Livre poignant sur l’histoire d’un couple qui ne s’entend plus comme avant. La femme prend ses distances en participant à une retraite méditative silencieuse sans prévenir sa famille ni ses amis, tandis que le mari reste chez lui avec leurs enfants. Il est journaliste et doit couvrir les attentats du 11 septembre alors que Hélène est absente du foyer. Sébastien vit très mal le départ de sa femme et lui reproche de l’avoir laissé seul. Quant à elle, elle se retrouve avec elle-même et expérimente de nouvelles sensations dues à la méditation Vipassana. En revenant de son séjour, c’est un monde plongé dans le chaos qu’elle retrouve.

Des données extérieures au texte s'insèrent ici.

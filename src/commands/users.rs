// Copyright (c) 2025 Soumyadip Sarkar.
// All rights reserved.
//
// This source code is licensed under the license found in the
// LICENSE file in the root directory of this source tree.

use crate::store::Store;
use crate::utils::{fmt_local, maybe_print_json, pretty_table};
use anyhow::{Context, Result};

pub fn handle(store: &Store, m: &clap::ArgMatches) -> Result<()> {
    match m.subcommand() {
        Some(("add", sub)) => {
            let name = sub.get_one::<String>("name").context("name is required")?;
            let id = store.ensure_user(name)?;
            println!("User '{}' (#{})", name.trim(), id);
        }
        Some(("list", sub)) => {
            let users = store.list_users()?;
            if !maybe_print_json(sub.get_flag("json"), sub.get_flag("jsonl"), &users)? {
                let data = users
                    .iter()
                    .map(|u| {
                        vec![
                            u.id.to_string(),
                            u.username.clone(),
                            fmt_local(&u.created_at, store.offset()),
                        ]
                    })
                    .collect();
                println!("{}", pretty_table(&["ID", "Username", "Created"], data));
            }
        }
        _ => {}
    }
    Ok(())
}
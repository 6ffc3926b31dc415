// Copyright (c) AlphaVelocity.
// All rights reserved.
//
// This source code is licensed under the license found in the
// LICENSE file in the root directory of this source tree.

use crate::commands::transactions::filter_from_args;
use crate::store::Store;
use anyhow::{Context, Result, bail};
use serde_json::json;

pub fn handle(store: &Store, m: &clap::ArgMatches) -> Result<()> {
    match m.subcommand() {
        Some(("transactions", sub)) => export_transactions(store, sub),
        _ => Ok(()),
    }
}

const COLUMNS: [&str; 11] = [
    "id",
    "created_at",
    "type",
    "amount",
    "fee",
    "payment_mode",
    "cash_in",
    "cash_out",
    "note",
    "created_by",
    "updated_at",
];

fn export_transactions(store: &Store, sub: &clap::ArgMatches) -> Result<()> {
    let fmt = sub
        .get_one::<String>("format")
        .context("format is required")?
        .to_lowercase();
    let out = sub.get_one::<String>("out").context("out is required")?;
    if fmt != "csv" && fmt != "json" {
        bail!("Unknown format: {} (use csv|json)", fmt);
    }

    // Oldest first, like a ledger.
    let mut rows = store.list_transactions(&filter_from_args(store, sub)?)?;
    rows.reverse();

    if fmt == "csv" {
        let mut wtr = csv::Writer::from_path(out).with_context(|| format!("Create {}", out))?;
        wtr.write_record(COLUMNS)?;
        for t in &rows {
            wtr.write_record([
                t.id.to_string(),
                t.created_at.to_rfc3339(),
                t.r#type.code().to_string(),
                t.amount.to_string(),
                t.fee.to_string(),
                t.payment_mode.code().to_string(),
                t.cash_in.to_string(),
                t.cash_out.to_string(),
                t.note.clone().unwrap_or_default(),
                t.created_by.clone(),
                t.updated_at.to_rfc3339(),
            ])?;
        }
        wtr.flush()?;
    } else {
        let items: Vec<_> = rows
            .iter()
            .map(|t| {
                json!({
                    "id": t.id,
                    "created_at": t.created_at.to_rfc3339(),
                    "type": t.r#type.code(),
                    "amount": t.amount.to_string(),
                    "fee": t.fee.to_string(),
                    "payment_mode": t.payment_mode.code(),
                    "cash_in": t.cash_in.to_string(),
                    "cash_out": t.cash_out.to_string(),
                    "note": t.note,
                    "created_by": t.created_by,
                    "updated_at": t.updated_at.to_rfc3339(),
                })
            })
            .collect();
        std::fs::write(out, serde_json::to_string_pretty(&items)?)
            .with_context(|| format!("Write {}", out))?;
    }
    tracing::info!(count = rows.len(), path = %out, format = %fmt, "export written");
    println!("Exported {} transactions to {}", rows.len(), out);
    Ok(())
}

C'est toujours un immense plaisir de lire cette autrice. L'histoire parallèle d'Hélène et de Sébastien est très éclairante sur beaucoup d'aspects et la dimension géopolitique du travail de Sébastien est passionnante. Cela crée un balancier avec l'expérience d'Hélène qui la met encore plus en valeur.
L'écriture est belle, les réflexions s'entremêlent, les personnages se rejoignent malgré la distance. Dommage que la fin soit si abrupte, et ne traite pas l'essentiel, la rencontre après l'expérience transformatrice. On ferme son livre avec l'impression que l'essence même d'un enseignement, sa mise en pratique, a été oubliée. Dommage.
Ayant aussi fait Vipassana j'ai beaucoup aimé la partie centre de méditation. Le reste m'a semblé maladroit et un peu lourd et la fin très décevante, dommage car j'aime bien cette auteure.